EXERCISE GOAL:
Which lines mention "PartialEq"? Show each one from the listing.
━━━━━━━━━━
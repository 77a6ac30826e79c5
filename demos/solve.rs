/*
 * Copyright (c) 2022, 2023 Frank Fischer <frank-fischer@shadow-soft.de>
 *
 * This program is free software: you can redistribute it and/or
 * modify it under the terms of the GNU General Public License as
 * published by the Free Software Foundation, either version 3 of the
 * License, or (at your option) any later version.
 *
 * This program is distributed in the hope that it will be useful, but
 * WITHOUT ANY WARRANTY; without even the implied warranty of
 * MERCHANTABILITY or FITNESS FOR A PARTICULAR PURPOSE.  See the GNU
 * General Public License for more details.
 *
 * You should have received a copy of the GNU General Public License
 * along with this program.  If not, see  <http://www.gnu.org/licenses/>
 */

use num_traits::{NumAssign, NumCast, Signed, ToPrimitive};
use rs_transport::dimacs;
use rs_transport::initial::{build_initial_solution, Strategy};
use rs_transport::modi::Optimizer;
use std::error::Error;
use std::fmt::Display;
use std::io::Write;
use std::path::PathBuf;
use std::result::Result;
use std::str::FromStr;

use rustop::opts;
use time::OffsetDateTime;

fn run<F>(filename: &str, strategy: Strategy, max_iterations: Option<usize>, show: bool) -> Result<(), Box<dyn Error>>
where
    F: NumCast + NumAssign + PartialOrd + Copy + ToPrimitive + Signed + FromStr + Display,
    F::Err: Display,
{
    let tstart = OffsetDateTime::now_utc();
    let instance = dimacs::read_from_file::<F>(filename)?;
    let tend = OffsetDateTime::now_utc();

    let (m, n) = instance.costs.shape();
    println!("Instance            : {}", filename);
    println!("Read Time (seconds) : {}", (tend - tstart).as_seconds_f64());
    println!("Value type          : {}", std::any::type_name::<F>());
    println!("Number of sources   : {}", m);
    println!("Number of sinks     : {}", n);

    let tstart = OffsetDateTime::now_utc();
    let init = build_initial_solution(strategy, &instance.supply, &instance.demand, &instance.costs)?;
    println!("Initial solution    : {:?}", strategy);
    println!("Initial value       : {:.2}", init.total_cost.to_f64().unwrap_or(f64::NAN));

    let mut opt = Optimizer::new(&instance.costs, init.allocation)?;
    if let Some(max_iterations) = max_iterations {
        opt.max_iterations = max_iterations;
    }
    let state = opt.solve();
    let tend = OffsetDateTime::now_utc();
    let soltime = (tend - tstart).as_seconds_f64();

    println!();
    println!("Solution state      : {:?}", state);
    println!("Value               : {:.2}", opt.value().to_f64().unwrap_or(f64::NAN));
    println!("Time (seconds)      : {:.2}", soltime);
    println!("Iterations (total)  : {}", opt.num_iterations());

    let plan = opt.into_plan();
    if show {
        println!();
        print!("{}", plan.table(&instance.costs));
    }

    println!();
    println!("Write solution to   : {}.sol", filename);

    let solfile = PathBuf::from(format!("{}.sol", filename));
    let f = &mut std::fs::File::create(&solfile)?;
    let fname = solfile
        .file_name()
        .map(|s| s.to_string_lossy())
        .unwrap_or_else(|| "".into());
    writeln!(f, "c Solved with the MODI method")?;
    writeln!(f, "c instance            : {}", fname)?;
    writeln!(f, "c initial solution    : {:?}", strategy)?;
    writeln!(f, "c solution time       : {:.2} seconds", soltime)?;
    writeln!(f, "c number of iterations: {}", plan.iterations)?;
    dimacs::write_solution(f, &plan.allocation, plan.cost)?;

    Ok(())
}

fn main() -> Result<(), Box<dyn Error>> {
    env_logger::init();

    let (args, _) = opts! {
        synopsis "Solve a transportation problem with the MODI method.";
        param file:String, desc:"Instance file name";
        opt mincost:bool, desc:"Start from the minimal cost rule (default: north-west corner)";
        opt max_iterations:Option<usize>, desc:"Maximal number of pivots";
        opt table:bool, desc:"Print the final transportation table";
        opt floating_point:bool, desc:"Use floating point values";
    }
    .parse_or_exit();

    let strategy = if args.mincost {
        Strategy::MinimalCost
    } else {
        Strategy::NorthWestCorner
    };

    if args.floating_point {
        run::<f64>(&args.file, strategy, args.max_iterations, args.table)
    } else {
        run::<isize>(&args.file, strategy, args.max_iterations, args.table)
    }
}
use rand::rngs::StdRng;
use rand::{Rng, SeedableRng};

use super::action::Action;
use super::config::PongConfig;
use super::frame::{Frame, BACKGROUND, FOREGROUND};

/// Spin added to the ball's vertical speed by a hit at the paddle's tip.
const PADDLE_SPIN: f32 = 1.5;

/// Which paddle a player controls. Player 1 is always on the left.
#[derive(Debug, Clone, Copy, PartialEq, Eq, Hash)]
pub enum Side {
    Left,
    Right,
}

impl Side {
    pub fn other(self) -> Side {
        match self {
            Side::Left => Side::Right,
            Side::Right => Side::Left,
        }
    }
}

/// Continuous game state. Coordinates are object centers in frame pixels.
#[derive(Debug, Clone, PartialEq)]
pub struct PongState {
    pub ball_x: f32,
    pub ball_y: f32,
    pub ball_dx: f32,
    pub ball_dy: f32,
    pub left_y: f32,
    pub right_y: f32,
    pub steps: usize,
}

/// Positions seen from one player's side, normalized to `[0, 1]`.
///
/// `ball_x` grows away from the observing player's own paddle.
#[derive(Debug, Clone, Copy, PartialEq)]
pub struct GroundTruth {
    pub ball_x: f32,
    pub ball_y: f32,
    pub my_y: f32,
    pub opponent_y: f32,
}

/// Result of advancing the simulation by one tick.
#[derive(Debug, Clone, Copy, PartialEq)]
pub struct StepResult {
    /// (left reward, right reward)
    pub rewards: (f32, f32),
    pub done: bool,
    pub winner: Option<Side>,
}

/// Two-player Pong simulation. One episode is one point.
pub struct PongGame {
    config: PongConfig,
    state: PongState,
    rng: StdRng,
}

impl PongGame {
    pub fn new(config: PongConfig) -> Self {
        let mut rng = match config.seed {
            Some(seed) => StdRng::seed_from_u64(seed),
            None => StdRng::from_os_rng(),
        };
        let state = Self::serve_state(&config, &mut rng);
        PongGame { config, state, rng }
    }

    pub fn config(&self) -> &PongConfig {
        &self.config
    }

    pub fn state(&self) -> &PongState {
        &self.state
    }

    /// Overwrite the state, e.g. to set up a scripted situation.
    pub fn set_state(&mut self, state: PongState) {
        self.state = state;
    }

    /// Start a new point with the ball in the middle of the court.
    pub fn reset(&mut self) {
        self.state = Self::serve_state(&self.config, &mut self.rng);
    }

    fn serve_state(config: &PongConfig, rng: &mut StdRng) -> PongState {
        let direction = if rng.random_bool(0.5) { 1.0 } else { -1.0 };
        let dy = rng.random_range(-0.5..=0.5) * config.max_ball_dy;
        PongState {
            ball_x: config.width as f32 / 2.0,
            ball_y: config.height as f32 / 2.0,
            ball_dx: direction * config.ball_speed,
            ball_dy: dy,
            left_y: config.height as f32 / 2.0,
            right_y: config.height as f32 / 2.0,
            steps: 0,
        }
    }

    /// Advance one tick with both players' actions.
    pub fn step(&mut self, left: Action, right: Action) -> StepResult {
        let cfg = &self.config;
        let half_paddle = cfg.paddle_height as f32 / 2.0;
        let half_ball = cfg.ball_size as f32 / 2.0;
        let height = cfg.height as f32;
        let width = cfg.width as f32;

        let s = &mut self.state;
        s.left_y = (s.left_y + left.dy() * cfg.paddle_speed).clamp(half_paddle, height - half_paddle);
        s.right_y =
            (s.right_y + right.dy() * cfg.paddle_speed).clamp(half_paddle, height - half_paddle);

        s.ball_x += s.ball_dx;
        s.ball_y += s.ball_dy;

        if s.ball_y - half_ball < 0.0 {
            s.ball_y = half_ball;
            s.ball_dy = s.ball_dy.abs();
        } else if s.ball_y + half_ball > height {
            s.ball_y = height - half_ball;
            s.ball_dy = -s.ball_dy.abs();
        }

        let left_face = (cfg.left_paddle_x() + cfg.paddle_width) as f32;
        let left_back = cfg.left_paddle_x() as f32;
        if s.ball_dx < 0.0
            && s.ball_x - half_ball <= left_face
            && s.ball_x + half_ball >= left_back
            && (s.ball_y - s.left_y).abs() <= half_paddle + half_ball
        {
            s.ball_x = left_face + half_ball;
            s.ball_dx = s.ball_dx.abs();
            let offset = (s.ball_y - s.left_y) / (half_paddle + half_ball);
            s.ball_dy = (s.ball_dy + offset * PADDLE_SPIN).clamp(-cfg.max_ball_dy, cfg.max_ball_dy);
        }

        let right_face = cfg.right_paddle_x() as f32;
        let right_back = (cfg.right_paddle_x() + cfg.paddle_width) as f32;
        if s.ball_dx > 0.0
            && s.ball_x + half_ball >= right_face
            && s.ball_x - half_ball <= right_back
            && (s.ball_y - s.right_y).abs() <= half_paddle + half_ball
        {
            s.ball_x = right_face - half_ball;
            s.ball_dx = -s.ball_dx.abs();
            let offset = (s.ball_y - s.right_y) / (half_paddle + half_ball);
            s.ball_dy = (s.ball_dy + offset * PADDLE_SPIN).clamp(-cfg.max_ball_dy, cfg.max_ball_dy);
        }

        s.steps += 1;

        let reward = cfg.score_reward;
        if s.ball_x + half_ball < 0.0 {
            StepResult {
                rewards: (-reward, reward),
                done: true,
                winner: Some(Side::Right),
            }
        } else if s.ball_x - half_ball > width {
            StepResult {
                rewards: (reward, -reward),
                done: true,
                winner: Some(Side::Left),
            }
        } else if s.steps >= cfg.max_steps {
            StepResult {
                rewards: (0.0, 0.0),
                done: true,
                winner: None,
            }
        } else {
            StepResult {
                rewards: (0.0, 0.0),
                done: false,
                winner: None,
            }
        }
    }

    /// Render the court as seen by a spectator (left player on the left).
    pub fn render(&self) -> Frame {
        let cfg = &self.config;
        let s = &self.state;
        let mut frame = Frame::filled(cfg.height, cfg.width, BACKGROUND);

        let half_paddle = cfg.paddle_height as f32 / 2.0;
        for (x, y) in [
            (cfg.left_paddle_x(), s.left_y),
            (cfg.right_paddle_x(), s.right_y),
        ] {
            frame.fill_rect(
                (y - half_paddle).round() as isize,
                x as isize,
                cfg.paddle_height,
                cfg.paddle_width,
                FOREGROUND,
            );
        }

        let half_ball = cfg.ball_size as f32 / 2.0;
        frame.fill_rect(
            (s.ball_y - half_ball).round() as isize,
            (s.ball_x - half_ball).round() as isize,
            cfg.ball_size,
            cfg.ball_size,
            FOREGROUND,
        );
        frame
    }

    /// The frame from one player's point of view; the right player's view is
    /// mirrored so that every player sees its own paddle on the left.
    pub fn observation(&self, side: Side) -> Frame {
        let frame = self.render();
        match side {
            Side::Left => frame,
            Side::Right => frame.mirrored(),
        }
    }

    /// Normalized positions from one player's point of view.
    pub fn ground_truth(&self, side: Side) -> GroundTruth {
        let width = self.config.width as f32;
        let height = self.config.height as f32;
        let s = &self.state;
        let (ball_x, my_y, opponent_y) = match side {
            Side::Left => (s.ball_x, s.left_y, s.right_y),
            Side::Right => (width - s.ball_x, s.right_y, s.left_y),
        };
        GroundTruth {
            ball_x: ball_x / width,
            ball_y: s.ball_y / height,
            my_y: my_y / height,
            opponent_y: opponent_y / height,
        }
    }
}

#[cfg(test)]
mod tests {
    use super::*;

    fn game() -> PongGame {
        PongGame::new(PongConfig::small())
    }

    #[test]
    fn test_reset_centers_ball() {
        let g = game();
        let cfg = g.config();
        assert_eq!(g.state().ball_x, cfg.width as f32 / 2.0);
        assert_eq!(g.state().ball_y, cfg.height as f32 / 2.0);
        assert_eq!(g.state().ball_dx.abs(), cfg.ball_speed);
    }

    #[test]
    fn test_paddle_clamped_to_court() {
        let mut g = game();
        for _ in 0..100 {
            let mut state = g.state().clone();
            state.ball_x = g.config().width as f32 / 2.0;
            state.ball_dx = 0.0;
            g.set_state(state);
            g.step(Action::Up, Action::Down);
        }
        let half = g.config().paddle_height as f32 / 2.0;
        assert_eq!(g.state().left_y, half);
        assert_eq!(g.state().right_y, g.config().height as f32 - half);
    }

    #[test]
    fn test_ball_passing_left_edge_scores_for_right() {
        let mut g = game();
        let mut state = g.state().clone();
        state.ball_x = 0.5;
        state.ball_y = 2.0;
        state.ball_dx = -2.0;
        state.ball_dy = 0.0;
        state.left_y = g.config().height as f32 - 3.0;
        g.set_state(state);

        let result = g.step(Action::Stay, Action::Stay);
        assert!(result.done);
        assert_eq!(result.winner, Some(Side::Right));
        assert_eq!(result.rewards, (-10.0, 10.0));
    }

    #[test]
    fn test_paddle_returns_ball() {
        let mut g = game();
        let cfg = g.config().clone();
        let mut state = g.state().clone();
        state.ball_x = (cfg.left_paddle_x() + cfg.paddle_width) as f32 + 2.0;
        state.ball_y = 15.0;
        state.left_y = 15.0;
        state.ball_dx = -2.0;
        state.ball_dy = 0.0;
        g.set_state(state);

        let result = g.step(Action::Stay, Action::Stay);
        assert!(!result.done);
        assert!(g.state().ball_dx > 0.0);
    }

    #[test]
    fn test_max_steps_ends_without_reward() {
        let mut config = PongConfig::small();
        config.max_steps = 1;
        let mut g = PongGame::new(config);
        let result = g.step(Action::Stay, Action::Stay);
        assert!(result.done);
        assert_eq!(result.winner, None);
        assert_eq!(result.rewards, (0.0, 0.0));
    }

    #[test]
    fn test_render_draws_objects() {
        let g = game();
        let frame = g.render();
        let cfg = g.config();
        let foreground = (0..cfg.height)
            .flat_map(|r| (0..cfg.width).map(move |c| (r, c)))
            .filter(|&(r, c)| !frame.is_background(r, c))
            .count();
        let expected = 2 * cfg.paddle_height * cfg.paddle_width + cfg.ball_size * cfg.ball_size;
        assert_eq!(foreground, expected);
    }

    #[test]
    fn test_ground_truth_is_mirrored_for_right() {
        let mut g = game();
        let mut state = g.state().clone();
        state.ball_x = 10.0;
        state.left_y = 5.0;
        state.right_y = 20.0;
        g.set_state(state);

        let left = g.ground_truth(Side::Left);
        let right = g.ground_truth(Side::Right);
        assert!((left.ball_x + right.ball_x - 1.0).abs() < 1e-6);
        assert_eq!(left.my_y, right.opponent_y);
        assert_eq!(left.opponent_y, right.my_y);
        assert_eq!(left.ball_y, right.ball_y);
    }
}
━━━━━━━━━━
WORKED SOLUTION:
#[derive(Debug, Clone, Copy, PartialEq, Eq, Hash)]
#[derive(Debug, Clone, PartialEq)]
#[derive(Debug, Clone, Copy, PartialEq)]
#[derive(Debug, Clone, Copy, PartialEq)]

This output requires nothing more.